----- Dataset entries
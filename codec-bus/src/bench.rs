use std::fs::File;
use std::io::{BufReader, BufWriter, Read, Seek, Write};

use tokio_util::sync::CancellationToken;

use crate::codec::{self, Decoder, Encoder};
use crate::config::BenchConfig;
use crate::error::{BenchError, Result};
use crate::format::{self, FormatDescriptor};
use crate::input::ContainerReader;
use crate::output::ContainerWriter;
use crate::progress::ProgressLine;
use crate::stats::{RunStatistics, RunSummary};

#[derive(Debug, Clone, Copy, PartialEq, Eq)]
pub enum BenchState {
    /// Stages may still be configured.
    Idle,
    Running,
    /// Input exhausted or interrupted; statistics are final.
    Draining,
    /// A stage failed; statistics are final.
    Stopped,
}

#[derive(Debug, Clone, Copy, PartialEq, Eq)]
pub struct RunLimits {
    /// Frames per loop, 0 for the whole stream.
    pub frames: u32,
    pub loops: u32,
}

impl Default for RunLimits {
    fn default() -> Self {
        Self {
            frames: 0,
            loops: 1,
        }
    }
}

/// Output requested from the decode stage.
#[derive(Debug, Clone, Default, PartialEq, Eq)]
pub struct DecodeRequest {
    /// Layout name; `None` lets the decoder choose.
    pub format: Option<String>,
    /// 0 keeps the input width.
    pub width: i32,
    /// 0 keeps the input height.
    pub height: i32,
}

pub struct Bench<R = BufReader<File>, W: Write = BufWriter<File>> {
    state: BenchState,
    limits: RunLimits,
    reader: ContainerReader<R>,
    decoder: Option<Box<dyn Decoder>>,
    decoded_format: Option<FormatDescriptor>,
    encoder: Option<Box<dyn Encoder>>,
    encoded_format: Option<FormatDescriptor>,
    writer: Option<ContainerWriter<W>>,
    stats: RunStatistics,
    interrupted: bool,
}

impl Bench<BufReader<File>, BufWriter<File>> {
    /// Builds the whole pipeline from a validated config: opens the input, negotiates
    /// the stages and creates the output.
    pub fn open(config: &BenchConfig) -> Result<Self> {
        let reader = if config.raw_input {
            let format = config.format.as_deref().ok_or_else(|| {
                BenchError::Argument("raw input needs a pixel format".to_string())
            })?;
            ContainerReader::open_raw(&config.input, format, config.width, config.height)?
        } else {
            ContainerReader::open(&config.input)?
        };
        log::info!("Input file: {}", config.input.display());
        log::info!("Input format: {}", reader.format());

        let mut bench = Bench::new(
            reader,
            RunLimits {
                frames: config.frames,
                loops: config.loops,
            },
        );

        if config.decode {
            let decoder = codec::find_decoder(bench.input_format())?;
            log::info!(
                "Decompressor: {}",
                describe(decoder.name(), decoder.description())
            );
            let request = DecodeRequest {
                format: config.format.clone(),
                width: config.width,
                height: config.height,
            };
            let decoded = bench.set_decoder(decoder, &request)?;
            log::info!("Decompressed format: {}", decoded);
        }

        if config.encode {
            match codec::find_encoder(config.codec.as_deref())? {
                Some(encoder) => {
                    log::info!(
                        "Compressor: {}",
                        describe(encoder.name(), encoder.description())
                    );
                    if let Some(encoded) = bench.set_encoder(Some(encoder))? {
                        log::info!("Output format: {}", encoded);
                    }
                }
                None => log::info!("Compressor: none"),
            }
        }

        if let Some(path) = &config.output {
            let file = File::create(path).map_err(|e| BenchError::open(path, e))?;
            bench.set_output(BufWriter::new(file), config.raw_output)?;
            log::info!("Output file: {}", path.display());
        }

        Ok(bench)
    }
}

impl<R: Read + Seek, W: Write> Bench<R, W> {
    pub fn new(reader: ContainerReader<R>, limits: RunLimits) -> Self {
        Self {
            state: BenchState::Idle,
            limits,
            reader,
            decoder: None,
            decoded_format: None,
            encoder: None,
            encoded_format: None,
            writer: None,
            stats: RunStatistics::new(),
            interrupted: false,
        }
    }

    pub fn state(&self) -> BenchState {
        self.state
    }

    pub fn input_format(&self) -> &FormatDescriptor {
        self.reader.format()
    }

    /// Format of the frames leaving the last configured stage.
    pub fn current_format(&self) -> &FormatDescriptor {
        self.encoded_format
            .as_ref()
            .or(self.decoded_format.as_ref())
            .unwrap_or_else(|| self.reader.format())
    }

    pub fn statistics(&self) -> &RunStatistics {
        &self.stats
    }

    /// Negotiates `decoder` against the input and installs it.
    pub fn set_decoder(
        &mut self,
        mut decoder: Box<dyn Decoder>,
        request: &DecodeRequest,
    ) -> Result<&FormatDescriptor> {
        self.ensure_idle()?;
        if self.encoder.is_some() {
            return Err(BenchError::Argument(
                "the decoder must be configured before the encoder".to_string(),
            ));
        }

        let input = self.reader.format();
        let desired = match request.format.as_deref() {
            Some(name) => {
                let width = if request.width != 0 {
                    request.width
                } else {
                    input.width
                };
                let height = if request.height != 0 {
                    request.height
                } else {
                    input.height
                };
                Some(format::resolve(name, width, height)?)
            }
            None => None,
        };
        let decoded = decoder.negotiate(input, desired.as_ref(), request.width, request.height)?;

        self.decoder = Some(decoder);
        let decoded: &FormatDescriptor = self.decoded_format.insert(decoded);
        Ok(decoded)
    }

    /// Negotiates `encoder` against the current format. An encoder that selects no
    /// compression, or `None`, leaves the stage out.
    pub fn set_encoder(
        &mut self,
        encoder: Option<Box<dyn Encoder>>,
    ) -> Result<Option<&FormatDescriptor>> {
        self.ensure_idle()?;
        self.encoder = None;
        self.encoded_format = None;

        let Some(mut encoder) = encoder else {
            return Ok(None);
        };
        match encoder.negotiate(self.current_format())? {
            Some(encoded) => {
                self.encoder = Some(encoder);
                let encoded: &FormatDescriptor = self.encoded_format.insert(encoded);
                Ok(Some(encoded))
            }
            None => {
                log::info!("{} selected no compression", encoder.name());
                Ok(None)
            }
        }
    }

    /// Sends every processed frame to `sink`. The header describes the current
    /// format unless `raw` is set.
    pub fn set_output(&mut self, sink: W, raw: bool) -> Result<()> {
        self.ensure_idle()?;
        let format = (!raw).then(|| self.current_format().clone());
        self.writer = Some(ContainerWriter::from_writer(sink, format.as_ref())?);
        Ok(())
    }

    /// Processes frames until the limits are met, the stream ends or `cancel` fires.
    /// Progress goes to `progress_out`, ending with a newline.
    pub fn run<O: Write>(
        &mut self,
        cancel: &CancellationToken,
        progress_out: &mut O,
    ) -> Result<&RunStatistics> {
        self.ensure_idle()?;
        self.state = BenchState::Running;

        let mut progress = ProgressLine::new();
        let outcome = self.pump(cancel, progress_out, &mut progress);
        self.state = match outcome {
            Ok(state) => state,
            Err(_) => BenchState::Stopped,
        };

        progress.finish(progress_out)?;
        let flushed = match self.writer.as_mut() {
            Some(writer) => writer.flush(),
            None => Ok(()),
        };
        outcome?;
        flushed?;

        log::debug!(
            "run ended in {:?} after {} frames",
            self.state,
            self.stats.frames
        );
        Ok(&self.stats)
    }

    fn pump<O: Write>(
        &mut self,
        cancel: &CancellationToken,
        progress_out: &mut O,
        progress: &mut ProgressLine,
    ) -> Result<BenchState> {
        let mut loop_index = 0;
        let mut loop_frames = 0;

        loop {
            if cancel.is_cancelled() {
                log::debug!("run cancelled");
                self.interrupted = true;
                return Ok(BenchState::Draining);
            }
            if loop_index >= self.limits.loops {
                return Ok(BenchState::Draining);
            }

            let limit_reached = self.limits.frames != 0 && loop_frames >= self.limits.frames;
            let next = if limit_reached {
                None
            } else {
                self.reader.read_frame()?
            };
            let Some(frame) = next else {
                loop_index += 1;
                loop_frames = 0;
                if loop_index < self.limits.loops {
                    self.reader.rewind()?;
                }
                continue;
            };

            let input_len = frame.len();
            let mut data = frame;

            if let Some(decoder) = self.decoder.as_mut() {
                self.stats.decode_timer.begin();
                let decoded = decoder.decode(data);
                self.stats.decode_timer.end();
                data = decoded?;
            }
            let decoded_len = data.len();

            if let Some(encoder) = self.encoder.as_mut() {
                self.stats.encode_timer.begin();
                let encoded = encoder.encode(data);
                self.stats.encode_timer.end();
                data = encoded?;
            }

            if let Some(writer) = self.writer.as_mut() {
                writer.write_frame(data)?;
            }

            self.stats.record(input_len, decoded_len, data.len());
            loop_frames += 1;

            progress.render(
                progress_out,
                &self.stats,
                self.decoder.is_some(),
                self.encoder.is_some(),
            )?;
        }
    }

    pub fn summary(&self) -> RunSummary {
        RunSummary {
            frames: self.stats.frames,
            input_bytes: self.stats.input_bytes,
            decoded_bytes: self.stats.decoded_bytes,
            output_bytes: self.stats.output_bytes,
            decode: self.decoder.is_some().then(|| self.stats.decode_rate()),
            encode: self.encoder.is_some().then(|| self.stats.encode_rate()),
            interrupted: self.interrupted,
        }
    }

    /// Releases the output sink, flushed.
    pub fn finish(self) -> Result<Option<W>> {
        self.writer.map(ContainerWriter::finish).transpose()
    }

    fn ensure_idle(&self) -> Result<()> {
        if self.state != BenchState::Idle {
            return Err(BenchError::Argument(format!(
                "benchmark cannot be reconfigured in state {:?}",
                self.state
            )));
        }
        Ok(())
    }
}

fn describe(name: &str, description: &str) -> String {
    if description.is_empty() {
        name.to_string()
    } else {
        format!("{} ({})", name, description)
    }
}

#[cfg(test)]
#[path = "bench_test.rs"]
mod bench_test;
----------
### What the task requires
Lines above with "path": state how many, nothing more.

### Answer space
4